In the entries below, count the lines holding "KnotInterpolator". Reply with the number only.

[Start of Attachment]

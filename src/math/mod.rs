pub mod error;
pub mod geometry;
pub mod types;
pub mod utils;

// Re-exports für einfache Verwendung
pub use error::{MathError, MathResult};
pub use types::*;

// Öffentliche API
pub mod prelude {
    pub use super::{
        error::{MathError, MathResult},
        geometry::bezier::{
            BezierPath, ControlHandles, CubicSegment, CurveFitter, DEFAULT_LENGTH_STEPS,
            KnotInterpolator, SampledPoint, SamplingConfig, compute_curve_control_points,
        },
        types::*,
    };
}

[End of Attachment]
[Start of Attachment]

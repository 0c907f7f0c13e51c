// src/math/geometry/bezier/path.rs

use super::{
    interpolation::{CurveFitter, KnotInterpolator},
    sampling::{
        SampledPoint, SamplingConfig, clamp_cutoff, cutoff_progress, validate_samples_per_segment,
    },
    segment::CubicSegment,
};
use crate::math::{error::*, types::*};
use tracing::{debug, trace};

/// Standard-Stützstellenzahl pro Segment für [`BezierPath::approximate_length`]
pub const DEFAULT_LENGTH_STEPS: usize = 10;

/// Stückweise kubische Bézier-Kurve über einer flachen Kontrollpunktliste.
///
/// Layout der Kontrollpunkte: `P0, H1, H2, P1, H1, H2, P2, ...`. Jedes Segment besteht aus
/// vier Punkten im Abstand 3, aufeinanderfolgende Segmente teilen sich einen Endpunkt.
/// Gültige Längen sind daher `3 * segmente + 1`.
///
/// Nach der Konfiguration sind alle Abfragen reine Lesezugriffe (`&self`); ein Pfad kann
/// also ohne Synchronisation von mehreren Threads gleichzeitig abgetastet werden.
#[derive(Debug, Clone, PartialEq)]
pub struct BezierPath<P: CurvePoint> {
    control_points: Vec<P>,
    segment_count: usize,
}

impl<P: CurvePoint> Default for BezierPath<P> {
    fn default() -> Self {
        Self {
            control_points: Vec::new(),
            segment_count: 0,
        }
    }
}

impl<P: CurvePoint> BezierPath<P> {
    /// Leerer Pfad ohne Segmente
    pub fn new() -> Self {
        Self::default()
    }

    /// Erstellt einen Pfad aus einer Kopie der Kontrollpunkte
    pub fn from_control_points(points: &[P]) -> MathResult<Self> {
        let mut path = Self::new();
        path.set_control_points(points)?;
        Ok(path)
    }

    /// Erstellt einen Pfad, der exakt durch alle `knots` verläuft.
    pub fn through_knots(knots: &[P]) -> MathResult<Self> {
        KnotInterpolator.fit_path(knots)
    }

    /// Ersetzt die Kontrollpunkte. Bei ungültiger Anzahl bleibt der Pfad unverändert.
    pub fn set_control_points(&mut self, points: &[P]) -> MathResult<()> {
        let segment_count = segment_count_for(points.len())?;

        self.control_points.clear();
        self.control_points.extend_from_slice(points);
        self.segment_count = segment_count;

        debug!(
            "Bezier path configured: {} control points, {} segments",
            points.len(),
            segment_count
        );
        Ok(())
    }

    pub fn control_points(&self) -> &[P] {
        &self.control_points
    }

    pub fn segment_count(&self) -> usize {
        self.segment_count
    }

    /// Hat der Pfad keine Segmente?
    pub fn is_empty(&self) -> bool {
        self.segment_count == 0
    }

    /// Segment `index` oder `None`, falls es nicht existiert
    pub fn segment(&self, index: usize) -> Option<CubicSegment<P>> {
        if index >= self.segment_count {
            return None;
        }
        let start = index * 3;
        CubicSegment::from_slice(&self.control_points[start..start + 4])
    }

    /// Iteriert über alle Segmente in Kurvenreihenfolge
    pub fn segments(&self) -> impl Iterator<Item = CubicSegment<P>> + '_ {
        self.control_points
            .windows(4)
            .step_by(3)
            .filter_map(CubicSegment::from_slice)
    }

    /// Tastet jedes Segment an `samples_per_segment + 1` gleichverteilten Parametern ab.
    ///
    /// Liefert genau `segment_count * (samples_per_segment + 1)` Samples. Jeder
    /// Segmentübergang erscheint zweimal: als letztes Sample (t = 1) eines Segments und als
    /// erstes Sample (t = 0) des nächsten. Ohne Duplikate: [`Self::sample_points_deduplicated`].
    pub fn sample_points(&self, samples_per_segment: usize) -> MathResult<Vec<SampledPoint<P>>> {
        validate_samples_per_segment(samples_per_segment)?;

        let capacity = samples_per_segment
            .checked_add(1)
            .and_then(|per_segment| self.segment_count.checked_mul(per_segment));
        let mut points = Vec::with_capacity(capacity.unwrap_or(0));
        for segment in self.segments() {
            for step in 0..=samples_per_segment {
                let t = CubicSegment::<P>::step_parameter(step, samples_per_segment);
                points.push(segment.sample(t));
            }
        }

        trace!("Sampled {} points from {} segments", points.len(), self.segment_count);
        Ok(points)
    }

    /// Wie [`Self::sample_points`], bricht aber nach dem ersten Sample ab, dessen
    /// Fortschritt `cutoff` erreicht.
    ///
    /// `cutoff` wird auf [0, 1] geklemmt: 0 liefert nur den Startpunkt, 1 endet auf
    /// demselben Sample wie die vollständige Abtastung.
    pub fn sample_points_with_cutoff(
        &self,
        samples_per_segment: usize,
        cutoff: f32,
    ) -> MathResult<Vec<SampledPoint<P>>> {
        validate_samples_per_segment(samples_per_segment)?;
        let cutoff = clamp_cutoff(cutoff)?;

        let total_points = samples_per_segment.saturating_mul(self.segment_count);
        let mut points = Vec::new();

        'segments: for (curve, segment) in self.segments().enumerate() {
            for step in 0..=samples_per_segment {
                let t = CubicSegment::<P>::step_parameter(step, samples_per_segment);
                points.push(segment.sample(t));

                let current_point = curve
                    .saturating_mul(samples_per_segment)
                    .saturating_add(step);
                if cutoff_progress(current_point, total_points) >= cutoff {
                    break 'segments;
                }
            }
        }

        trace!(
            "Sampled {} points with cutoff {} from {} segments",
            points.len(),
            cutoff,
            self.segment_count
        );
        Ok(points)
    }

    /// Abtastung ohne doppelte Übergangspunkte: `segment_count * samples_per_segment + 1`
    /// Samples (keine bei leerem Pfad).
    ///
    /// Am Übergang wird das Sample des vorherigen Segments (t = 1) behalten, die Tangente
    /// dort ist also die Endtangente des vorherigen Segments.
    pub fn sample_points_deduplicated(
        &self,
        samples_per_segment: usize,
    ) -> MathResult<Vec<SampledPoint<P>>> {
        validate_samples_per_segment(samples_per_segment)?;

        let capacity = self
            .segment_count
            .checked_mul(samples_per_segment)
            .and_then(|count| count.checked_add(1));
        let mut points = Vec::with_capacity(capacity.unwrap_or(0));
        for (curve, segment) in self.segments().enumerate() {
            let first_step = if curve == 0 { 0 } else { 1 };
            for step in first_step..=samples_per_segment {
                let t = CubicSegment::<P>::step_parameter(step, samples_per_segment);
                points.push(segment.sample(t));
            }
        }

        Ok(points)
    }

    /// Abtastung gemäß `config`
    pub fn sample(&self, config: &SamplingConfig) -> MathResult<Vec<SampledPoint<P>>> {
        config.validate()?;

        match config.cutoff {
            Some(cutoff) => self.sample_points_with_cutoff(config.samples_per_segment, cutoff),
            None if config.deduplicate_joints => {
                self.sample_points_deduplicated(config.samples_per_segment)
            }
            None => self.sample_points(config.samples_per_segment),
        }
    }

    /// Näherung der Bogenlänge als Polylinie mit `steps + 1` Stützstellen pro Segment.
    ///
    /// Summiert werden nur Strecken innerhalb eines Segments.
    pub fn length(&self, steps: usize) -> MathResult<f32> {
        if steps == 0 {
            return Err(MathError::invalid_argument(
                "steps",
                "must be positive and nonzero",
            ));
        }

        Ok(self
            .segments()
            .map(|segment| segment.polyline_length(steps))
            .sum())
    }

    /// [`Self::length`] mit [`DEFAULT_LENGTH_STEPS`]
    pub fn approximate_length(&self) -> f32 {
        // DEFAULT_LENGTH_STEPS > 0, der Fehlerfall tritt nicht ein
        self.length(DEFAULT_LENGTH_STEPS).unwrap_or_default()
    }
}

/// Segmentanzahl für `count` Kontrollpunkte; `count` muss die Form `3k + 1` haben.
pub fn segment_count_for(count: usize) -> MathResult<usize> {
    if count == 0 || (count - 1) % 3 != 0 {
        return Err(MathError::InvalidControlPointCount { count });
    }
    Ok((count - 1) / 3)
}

[End of Attachment]

- [RESPONSE TO THE TASK] 3